** Opening Data for this task block **
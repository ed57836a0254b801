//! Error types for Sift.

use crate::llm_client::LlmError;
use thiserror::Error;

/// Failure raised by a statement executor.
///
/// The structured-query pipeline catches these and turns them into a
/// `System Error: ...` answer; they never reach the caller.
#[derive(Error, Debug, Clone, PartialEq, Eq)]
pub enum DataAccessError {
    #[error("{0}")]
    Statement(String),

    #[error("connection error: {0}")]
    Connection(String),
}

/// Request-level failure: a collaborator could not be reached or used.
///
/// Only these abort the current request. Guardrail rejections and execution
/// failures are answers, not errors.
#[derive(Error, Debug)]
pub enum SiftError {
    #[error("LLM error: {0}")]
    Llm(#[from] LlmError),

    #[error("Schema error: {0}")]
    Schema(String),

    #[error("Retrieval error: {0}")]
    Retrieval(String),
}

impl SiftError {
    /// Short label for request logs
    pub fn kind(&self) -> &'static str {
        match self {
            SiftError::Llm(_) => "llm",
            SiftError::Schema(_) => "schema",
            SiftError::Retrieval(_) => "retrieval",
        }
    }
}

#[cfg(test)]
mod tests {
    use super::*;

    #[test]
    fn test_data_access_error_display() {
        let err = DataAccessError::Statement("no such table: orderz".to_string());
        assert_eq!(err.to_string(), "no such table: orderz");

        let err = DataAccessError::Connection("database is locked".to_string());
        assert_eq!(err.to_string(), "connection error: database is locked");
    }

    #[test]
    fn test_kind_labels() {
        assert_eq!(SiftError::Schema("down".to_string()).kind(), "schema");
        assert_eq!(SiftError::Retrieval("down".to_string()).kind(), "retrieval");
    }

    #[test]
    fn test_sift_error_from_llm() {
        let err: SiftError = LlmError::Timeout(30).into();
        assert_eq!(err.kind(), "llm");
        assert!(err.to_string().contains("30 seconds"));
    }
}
** Closing Data for this task block **
Each of the entries above should be written out again exactly.

◆ **Exercise output**
repository ed57836a0254b801
//! Error types for Sift.

use crate::llm_client::LlmError;
use thiserror::Error;

/// Failure raised by a statement executor.
///
/// The structured-query pipeline catches these and turns them into a
/// `System Error: ...` answer; they never reach the caller.
#[derive(Error, Debug, Clone, PartialEq, Eq)]
pub enum DataAccessError {
    #[error("{0}")]
    Statement(String),

    #[error("connection error: {0}")]
    Connection(String),
}

/// Request-level failure: a collaborator could not be reached or used.
///
/// Only these abort the current request. Guardrail rejections and execution
/// failures are answers, not errors.
#[derive(Error, Debug)]
pub enum SiftError {
    #[error("LLM error: {0}")]
    Llm(#[from] LlmError),

    #[error("Schema error: {0}")]
    Schema(String),

    #[error("Retrieval error: {0}")]
    Retrieval(String),
}

impl SiftError {
    /// Short label for request logs
    pub fn kind(&self) -> &'static str {
        match self {
            SiftError::Llm(_) => "llm",
            SiftError::Schema(_) => "schema",
            SiftError::Retrieval(_) => "retrieval",
        }
    }
}

#[cfg(test)]
mod tests {
    use super::*;

    #[test]
    fn test_data_access_error_display() {
        let err = DataAccessError::Statement("no such table: orderz".to_string());
        assert_eq!(err.to_string(), "no such table: orderz");

        let err = DataAccessError::Connection("database is locked".to_string());
        assert_eq!(err.to_string(), "connection error: database is locked");
    }

    #[test]
    fn test_kind_labels() {
        assert_eq!(SiftError::Schema("down".to_string()).kind(), "schema");
        assert_eq!(SiftError::Retrieval("down".to_string()).kind(), "retrieval");
    }

    #[test]
    fn test_sift_error_from_llm() {
        let err: SiftError = LlmError::Timeout(30).into();
        assert_eq!(err.kind(), "llm");
        assert!(err.to_string().contains("30 seconds"));
    }
}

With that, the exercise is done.